**TRY IT**
What is the number of lines in the data that include the string "remaining"? Give it by itself.

(Saved data entries)
^^^^^^^^^^^^^^^^
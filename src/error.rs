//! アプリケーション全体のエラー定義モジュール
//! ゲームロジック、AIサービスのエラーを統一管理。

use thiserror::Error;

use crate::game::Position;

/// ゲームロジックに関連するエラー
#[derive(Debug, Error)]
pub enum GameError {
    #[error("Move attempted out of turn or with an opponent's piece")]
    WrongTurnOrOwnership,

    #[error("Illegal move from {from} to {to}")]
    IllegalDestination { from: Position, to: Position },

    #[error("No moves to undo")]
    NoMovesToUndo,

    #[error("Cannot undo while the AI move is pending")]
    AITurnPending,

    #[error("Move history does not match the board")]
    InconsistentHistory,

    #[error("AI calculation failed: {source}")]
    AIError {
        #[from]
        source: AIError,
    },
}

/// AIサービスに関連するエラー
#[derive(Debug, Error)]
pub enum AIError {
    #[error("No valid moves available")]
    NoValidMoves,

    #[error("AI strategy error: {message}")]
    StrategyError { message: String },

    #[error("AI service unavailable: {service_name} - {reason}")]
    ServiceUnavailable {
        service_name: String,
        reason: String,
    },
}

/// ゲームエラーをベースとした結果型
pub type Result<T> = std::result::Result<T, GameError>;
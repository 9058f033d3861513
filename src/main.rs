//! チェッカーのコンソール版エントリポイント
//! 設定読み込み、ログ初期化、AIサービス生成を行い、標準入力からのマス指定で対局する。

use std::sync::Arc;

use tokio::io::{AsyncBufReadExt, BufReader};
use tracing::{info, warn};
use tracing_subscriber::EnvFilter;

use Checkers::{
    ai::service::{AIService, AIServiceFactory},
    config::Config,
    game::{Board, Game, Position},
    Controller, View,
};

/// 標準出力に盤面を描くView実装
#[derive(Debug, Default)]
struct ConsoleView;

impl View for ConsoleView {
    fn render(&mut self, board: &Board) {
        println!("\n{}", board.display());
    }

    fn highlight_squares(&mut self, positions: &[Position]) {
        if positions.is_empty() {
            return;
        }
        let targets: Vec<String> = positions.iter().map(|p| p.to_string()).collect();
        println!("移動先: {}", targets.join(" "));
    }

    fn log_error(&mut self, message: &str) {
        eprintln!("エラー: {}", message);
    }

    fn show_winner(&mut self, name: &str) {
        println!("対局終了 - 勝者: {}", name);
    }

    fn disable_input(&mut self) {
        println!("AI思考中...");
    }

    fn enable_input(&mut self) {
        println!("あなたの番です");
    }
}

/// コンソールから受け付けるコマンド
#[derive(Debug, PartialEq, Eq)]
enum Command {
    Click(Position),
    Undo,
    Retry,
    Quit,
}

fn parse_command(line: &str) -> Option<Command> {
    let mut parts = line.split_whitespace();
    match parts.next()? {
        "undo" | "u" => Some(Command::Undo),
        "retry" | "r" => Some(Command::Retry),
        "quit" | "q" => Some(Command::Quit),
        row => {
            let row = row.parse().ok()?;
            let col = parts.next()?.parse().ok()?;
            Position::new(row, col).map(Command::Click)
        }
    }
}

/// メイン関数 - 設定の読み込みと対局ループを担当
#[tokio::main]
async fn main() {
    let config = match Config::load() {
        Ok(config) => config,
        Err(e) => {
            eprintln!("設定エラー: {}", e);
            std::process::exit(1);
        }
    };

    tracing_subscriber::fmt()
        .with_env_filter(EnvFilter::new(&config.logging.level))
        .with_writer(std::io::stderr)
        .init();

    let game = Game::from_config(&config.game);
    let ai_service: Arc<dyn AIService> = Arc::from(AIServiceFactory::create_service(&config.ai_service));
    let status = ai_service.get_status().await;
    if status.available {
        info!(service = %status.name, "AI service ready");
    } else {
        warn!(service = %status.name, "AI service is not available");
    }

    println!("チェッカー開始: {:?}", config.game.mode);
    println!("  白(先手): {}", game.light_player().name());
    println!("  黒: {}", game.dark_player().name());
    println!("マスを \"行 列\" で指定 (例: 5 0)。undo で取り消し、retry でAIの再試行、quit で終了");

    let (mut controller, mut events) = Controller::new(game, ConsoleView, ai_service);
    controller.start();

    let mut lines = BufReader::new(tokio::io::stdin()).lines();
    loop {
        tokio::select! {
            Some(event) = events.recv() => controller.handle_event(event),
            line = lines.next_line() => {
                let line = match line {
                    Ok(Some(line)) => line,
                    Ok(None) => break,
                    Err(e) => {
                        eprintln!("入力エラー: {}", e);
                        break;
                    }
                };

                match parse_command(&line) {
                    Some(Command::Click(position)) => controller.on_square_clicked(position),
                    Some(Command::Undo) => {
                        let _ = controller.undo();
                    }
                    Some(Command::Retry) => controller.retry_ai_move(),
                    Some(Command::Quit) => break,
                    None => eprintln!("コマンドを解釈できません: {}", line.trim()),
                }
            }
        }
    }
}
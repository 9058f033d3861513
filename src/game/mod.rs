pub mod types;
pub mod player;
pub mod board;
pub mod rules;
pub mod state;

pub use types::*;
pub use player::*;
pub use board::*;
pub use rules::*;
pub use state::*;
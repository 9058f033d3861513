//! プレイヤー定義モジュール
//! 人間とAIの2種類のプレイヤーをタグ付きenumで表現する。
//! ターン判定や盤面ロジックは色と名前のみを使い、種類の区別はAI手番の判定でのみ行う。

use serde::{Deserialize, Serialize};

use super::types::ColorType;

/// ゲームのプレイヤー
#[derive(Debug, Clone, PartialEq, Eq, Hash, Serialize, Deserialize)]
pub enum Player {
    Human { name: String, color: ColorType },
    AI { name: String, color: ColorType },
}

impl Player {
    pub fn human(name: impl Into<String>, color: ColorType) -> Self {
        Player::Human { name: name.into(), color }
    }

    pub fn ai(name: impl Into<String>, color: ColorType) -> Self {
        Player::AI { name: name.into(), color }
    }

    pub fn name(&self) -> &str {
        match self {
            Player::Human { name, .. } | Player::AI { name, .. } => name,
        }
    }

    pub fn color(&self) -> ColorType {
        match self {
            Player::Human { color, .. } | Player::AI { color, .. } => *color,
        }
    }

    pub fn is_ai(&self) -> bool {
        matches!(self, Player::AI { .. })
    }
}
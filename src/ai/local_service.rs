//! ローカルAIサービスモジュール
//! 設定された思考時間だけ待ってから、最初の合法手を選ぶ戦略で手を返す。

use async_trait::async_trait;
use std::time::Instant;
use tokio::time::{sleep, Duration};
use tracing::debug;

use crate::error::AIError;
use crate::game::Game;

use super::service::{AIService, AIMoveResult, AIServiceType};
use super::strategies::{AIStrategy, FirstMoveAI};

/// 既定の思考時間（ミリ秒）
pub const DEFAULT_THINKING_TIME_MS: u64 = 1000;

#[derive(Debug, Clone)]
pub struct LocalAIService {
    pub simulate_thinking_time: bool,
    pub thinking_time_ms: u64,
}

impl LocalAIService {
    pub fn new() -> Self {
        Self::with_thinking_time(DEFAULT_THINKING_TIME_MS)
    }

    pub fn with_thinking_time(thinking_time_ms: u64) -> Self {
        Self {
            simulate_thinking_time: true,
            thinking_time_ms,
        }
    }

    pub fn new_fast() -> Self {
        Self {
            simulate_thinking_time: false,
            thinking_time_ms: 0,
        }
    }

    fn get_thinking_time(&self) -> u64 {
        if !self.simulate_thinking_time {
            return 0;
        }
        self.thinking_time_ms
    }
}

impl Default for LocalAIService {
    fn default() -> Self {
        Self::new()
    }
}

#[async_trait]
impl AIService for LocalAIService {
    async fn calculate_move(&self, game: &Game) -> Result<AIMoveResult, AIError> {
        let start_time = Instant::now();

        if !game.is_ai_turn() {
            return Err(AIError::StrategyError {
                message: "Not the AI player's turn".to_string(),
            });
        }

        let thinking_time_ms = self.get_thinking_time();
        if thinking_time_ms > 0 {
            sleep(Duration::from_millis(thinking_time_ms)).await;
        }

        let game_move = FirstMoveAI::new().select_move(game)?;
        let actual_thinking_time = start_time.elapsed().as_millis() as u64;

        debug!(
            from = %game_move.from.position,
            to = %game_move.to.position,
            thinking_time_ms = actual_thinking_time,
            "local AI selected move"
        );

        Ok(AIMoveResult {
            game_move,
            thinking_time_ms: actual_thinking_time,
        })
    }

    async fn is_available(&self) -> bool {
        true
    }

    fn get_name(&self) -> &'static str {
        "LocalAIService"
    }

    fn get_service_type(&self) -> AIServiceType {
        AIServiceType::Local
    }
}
^^^^^^^^^^^^^^^^
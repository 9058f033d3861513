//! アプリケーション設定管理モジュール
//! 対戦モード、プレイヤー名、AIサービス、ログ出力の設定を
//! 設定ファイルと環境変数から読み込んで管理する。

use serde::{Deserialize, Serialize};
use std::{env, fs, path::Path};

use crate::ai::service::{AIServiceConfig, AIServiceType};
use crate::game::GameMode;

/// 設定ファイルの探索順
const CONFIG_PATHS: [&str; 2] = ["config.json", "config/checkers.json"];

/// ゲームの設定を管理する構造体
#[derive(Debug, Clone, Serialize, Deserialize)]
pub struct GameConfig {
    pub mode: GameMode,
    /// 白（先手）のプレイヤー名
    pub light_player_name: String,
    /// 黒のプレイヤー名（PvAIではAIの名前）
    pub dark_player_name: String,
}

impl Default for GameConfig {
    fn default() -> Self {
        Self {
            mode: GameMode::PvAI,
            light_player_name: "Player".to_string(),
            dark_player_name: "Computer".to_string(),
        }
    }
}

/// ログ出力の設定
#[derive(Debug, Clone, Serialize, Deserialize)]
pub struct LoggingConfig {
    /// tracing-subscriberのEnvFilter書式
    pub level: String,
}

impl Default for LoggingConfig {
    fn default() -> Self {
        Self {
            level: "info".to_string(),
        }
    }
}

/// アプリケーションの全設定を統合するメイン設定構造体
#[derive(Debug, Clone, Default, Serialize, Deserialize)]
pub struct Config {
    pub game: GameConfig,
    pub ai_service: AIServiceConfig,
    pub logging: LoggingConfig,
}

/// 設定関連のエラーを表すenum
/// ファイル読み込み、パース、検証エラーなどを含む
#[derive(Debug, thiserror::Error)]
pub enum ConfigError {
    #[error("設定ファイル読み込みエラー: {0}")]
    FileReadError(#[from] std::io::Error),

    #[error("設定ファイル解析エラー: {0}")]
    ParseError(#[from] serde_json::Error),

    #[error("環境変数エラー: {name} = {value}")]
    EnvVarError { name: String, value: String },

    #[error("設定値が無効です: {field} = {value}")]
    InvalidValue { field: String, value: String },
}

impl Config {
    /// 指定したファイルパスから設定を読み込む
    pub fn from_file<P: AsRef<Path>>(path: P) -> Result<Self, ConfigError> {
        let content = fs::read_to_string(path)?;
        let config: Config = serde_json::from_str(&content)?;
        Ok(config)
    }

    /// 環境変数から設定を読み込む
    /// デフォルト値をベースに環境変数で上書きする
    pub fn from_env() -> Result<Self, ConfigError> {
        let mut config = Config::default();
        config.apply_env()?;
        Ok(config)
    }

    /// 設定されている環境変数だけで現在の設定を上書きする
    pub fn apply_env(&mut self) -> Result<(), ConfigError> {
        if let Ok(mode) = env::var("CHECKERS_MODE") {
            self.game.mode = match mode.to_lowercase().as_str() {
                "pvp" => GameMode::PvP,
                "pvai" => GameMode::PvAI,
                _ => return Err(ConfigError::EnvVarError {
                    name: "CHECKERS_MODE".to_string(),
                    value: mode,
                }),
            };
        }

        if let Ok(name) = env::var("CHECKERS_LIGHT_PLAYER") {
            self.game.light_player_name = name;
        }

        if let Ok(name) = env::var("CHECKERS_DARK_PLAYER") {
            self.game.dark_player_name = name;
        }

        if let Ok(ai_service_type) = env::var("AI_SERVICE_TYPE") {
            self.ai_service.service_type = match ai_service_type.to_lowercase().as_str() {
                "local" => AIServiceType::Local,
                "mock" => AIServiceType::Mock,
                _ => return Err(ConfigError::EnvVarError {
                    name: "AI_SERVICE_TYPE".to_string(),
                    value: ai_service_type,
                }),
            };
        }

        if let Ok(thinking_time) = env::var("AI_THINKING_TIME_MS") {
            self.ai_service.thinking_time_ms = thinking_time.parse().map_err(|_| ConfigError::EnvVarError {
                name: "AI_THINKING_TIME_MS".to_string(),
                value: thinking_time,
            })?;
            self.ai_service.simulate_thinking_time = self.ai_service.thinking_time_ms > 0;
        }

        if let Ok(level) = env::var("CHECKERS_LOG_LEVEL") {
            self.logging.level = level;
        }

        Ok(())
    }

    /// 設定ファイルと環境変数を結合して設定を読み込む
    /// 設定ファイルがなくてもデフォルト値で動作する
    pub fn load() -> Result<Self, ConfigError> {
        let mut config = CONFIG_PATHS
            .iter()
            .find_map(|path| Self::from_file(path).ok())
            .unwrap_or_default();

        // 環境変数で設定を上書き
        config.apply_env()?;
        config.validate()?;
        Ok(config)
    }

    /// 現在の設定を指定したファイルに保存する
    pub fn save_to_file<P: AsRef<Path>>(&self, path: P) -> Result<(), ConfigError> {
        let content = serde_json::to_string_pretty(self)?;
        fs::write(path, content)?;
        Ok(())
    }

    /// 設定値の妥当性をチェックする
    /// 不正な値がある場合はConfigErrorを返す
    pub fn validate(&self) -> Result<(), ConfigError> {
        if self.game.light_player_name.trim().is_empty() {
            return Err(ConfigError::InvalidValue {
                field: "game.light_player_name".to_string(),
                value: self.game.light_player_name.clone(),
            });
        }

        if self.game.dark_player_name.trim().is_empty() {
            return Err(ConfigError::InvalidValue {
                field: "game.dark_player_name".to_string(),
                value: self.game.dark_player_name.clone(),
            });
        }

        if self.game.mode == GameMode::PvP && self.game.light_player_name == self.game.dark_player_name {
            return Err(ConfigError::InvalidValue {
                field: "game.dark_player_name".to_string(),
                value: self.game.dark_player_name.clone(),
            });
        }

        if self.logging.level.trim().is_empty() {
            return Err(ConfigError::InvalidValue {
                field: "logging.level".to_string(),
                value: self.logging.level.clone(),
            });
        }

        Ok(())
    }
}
^^^^^^^^^^^^^^^^
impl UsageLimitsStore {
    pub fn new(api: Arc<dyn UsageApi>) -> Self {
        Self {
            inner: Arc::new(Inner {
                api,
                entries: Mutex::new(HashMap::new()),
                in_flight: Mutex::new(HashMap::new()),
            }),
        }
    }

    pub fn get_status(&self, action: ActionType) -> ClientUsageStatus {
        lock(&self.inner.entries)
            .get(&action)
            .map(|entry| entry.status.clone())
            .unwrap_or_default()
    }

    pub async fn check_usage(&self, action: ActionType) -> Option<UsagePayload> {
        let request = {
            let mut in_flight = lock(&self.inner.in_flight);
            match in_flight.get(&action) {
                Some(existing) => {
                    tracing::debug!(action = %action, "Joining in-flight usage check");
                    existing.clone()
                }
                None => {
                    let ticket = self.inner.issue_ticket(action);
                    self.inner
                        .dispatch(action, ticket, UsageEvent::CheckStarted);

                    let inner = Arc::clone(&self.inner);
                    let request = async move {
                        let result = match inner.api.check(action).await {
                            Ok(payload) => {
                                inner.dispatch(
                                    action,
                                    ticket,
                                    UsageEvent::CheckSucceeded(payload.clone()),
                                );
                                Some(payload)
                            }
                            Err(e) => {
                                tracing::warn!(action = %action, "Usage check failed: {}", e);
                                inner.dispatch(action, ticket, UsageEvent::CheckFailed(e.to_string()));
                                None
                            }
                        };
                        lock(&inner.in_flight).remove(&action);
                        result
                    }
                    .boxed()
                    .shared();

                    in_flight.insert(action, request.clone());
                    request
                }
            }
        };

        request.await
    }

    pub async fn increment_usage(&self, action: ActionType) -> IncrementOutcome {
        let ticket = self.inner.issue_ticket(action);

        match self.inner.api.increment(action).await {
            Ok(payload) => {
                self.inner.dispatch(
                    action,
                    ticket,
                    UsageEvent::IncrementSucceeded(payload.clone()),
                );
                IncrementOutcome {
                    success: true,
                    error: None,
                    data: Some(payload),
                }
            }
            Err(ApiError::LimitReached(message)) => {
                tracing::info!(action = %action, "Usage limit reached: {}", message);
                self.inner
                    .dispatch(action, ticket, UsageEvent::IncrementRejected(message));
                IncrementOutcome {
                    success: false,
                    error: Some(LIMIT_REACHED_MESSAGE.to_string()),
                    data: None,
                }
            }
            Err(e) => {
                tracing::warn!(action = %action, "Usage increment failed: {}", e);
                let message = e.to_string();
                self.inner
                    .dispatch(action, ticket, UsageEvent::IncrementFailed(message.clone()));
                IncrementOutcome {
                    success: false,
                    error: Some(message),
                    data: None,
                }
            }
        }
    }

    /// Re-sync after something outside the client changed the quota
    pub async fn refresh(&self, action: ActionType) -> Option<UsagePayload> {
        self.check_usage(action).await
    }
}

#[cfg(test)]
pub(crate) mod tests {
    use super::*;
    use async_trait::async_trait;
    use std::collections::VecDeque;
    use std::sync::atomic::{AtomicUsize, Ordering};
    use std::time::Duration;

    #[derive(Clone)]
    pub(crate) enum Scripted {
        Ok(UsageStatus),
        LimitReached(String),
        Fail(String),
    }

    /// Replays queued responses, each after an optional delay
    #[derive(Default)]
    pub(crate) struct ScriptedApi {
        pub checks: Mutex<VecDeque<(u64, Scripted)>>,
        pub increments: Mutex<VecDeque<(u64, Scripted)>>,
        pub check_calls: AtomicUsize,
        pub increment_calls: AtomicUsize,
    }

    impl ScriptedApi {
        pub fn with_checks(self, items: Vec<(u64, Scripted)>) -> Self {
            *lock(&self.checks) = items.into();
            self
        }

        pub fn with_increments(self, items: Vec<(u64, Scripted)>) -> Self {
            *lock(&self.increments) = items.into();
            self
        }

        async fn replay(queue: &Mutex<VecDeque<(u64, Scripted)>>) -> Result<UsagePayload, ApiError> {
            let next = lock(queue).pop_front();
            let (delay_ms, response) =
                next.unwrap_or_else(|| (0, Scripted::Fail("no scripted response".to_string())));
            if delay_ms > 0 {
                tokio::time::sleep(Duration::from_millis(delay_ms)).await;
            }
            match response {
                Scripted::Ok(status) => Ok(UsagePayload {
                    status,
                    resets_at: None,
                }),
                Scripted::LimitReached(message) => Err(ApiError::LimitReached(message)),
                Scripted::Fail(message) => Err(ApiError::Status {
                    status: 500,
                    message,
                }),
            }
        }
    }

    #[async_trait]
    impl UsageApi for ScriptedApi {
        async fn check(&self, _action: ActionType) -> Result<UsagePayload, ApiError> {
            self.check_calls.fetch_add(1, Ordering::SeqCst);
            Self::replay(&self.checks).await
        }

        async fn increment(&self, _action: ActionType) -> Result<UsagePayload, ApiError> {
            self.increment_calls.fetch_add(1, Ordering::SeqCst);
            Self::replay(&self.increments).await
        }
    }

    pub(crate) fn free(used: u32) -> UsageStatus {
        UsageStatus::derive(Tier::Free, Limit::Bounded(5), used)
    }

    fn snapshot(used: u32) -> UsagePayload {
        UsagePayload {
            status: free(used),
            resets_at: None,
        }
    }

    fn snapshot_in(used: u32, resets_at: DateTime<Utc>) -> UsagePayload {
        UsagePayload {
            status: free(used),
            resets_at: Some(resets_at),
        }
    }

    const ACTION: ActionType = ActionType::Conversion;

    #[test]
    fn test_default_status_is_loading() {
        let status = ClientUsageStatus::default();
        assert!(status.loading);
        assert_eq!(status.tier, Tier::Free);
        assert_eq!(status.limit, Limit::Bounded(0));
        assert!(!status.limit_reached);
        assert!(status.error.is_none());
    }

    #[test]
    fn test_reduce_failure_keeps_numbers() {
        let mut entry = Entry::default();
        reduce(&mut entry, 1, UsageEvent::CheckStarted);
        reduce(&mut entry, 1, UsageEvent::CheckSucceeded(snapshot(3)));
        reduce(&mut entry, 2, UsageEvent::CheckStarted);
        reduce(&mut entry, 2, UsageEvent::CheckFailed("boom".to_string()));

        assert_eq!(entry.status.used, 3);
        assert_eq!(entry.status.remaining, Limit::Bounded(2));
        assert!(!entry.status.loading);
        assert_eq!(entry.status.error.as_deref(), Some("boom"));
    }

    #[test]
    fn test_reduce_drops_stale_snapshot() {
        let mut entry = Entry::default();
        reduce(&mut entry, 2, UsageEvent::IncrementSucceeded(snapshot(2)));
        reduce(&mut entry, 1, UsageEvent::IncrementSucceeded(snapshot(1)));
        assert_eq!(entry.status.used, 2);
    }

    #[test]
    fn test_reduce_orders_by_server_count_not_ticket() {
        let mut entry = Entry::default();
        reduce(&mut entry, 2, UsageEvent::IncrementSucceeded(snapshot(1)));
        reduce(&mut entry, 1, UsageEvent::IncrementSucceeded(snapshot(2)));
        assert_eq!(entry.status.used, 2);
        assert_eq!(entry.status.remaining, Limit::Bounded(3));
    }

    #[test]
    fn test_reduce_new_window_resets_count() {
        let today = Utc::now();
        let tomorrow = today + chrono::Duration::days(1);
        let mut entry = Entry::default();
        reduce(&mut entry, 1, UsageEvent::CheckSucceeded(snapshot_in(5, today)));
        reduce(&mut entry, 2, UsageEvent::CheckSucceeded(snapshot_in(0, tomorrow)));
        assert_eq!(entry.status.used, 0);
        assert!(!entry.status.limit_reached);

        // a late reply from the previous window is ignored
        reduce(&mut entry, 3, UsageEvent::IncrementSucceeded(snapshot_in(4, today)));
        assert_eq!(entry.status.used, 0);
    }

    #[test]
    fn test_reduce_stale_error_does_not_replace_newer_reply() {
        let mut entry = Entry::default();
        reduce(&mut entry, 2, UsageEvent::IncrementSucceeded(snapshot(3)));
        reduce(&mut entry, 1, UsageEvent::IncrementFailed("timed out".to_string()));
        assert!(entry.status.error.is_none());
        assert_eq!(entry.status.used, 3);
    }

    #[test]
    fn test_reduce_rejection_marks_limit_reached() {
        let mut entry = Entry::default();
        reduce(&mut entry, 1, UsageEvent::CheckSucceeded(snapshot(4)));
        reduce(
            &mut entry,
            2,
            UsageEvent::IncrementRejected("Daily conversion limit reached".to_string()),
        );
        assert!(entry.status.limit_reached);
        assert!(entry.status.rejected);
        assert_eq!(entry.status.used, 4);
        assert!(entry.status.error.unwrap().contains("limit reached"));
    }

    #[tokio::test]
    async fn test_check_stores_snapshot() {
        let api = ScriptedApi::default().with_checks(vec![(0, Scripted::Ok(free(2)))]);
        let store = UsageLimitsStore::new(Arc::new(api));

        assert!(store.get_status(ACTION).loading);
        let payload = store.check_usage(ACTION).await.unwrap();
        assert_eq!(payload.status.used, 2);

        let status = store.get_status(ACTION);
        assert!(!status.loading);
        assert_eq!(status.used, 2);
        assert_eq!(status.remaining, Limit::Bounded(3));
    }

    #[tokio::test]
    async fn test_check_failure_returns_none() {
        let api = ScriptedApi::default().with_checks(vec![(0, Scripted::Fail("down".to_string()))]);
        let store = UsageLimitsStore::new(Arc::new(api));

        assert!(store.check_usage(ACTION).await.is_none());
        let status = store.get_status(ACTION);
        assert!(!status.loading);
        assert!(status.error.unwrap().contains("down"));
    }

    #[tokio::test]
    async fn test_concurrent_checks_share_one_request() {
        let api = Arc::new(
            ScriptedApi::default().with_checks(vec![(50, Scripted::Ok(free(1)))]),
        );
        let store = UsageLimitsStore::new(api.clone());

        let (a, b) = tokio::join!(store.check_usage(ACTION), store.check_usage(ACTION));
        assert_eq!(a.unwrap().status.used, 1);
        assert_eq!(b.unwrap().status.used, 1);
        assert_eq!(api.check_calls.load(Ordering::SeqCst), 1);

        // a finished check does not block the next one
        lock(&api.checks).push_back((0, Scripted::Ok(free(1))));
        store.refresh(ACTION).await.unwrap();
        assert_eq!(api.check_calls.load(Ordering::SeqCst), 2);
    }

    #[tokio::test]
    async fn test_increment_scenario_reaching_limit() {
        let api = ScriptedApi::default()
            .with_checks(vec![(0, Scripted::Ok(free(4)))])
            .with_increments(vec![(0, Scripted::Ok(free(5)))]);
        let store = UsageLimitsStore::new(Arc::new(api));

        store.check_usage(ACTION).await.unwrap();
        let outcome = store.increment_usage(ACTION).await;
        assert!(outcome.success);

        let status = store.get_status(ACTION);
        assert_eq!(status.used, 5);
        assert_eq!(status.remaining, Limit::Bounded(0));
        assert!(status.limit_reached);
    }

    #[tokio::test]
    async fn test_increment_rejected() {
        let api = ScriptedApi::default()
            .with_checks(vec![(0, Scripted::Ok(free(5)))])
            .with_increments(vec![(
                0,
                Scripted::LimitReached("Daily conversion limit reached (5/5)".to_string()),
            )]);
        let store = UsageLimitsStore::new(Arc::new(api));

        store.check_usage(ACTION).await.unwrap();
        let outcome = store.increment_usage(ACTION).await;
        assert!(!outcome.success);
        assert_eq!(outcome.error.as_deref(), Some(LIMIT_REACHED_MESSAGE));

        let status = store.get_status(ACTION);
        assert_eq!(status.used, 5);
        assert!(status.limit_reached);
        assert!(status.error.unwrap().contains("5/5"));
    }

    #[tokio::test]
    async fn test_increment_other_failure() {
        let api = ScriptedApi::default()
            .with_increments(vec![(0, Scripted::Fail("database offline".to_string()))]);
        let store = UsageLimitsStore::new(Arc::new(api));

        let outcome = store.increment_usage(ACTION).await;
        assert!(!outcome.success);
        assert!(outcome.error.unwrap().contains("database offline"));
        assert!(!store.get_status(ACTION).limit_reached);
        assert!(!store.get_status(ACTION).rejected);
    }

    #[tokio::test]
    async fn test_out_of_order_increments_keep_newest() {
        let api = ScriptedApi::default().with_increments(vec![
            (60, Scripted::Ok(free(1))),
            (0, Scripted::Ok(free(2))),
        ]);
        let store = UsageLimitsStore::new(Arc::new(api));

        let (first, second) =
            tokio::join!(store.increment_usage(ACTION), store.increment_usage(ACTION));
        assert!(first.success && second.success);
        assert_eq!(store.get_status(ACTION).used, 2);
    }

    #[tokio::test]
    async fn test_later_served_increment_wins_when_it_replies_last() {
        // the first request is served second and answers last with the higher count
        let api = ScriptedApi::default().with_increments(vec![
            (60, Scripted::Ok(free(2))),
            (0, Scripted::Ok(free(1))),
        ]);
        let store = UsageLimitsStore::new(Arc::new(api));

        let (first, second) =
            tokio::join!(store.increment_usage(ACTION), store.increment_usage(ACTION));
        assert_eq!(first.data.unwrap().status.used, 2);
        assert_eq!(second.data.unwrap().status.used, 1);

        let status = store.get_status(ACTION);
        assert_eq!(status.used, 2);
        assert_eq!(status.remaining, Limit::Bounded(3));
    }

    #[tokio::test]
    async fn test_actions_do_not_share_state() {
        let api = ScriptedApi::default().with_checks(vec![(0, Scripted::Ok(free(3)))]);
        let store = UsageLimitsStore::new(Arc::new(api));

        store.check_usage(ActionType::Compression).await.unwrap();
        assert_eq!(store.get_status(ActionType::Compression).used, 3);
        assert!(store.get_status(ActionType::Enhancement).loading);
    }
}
^^^^^^^^^^^^^^^^
**SOLUTION**
5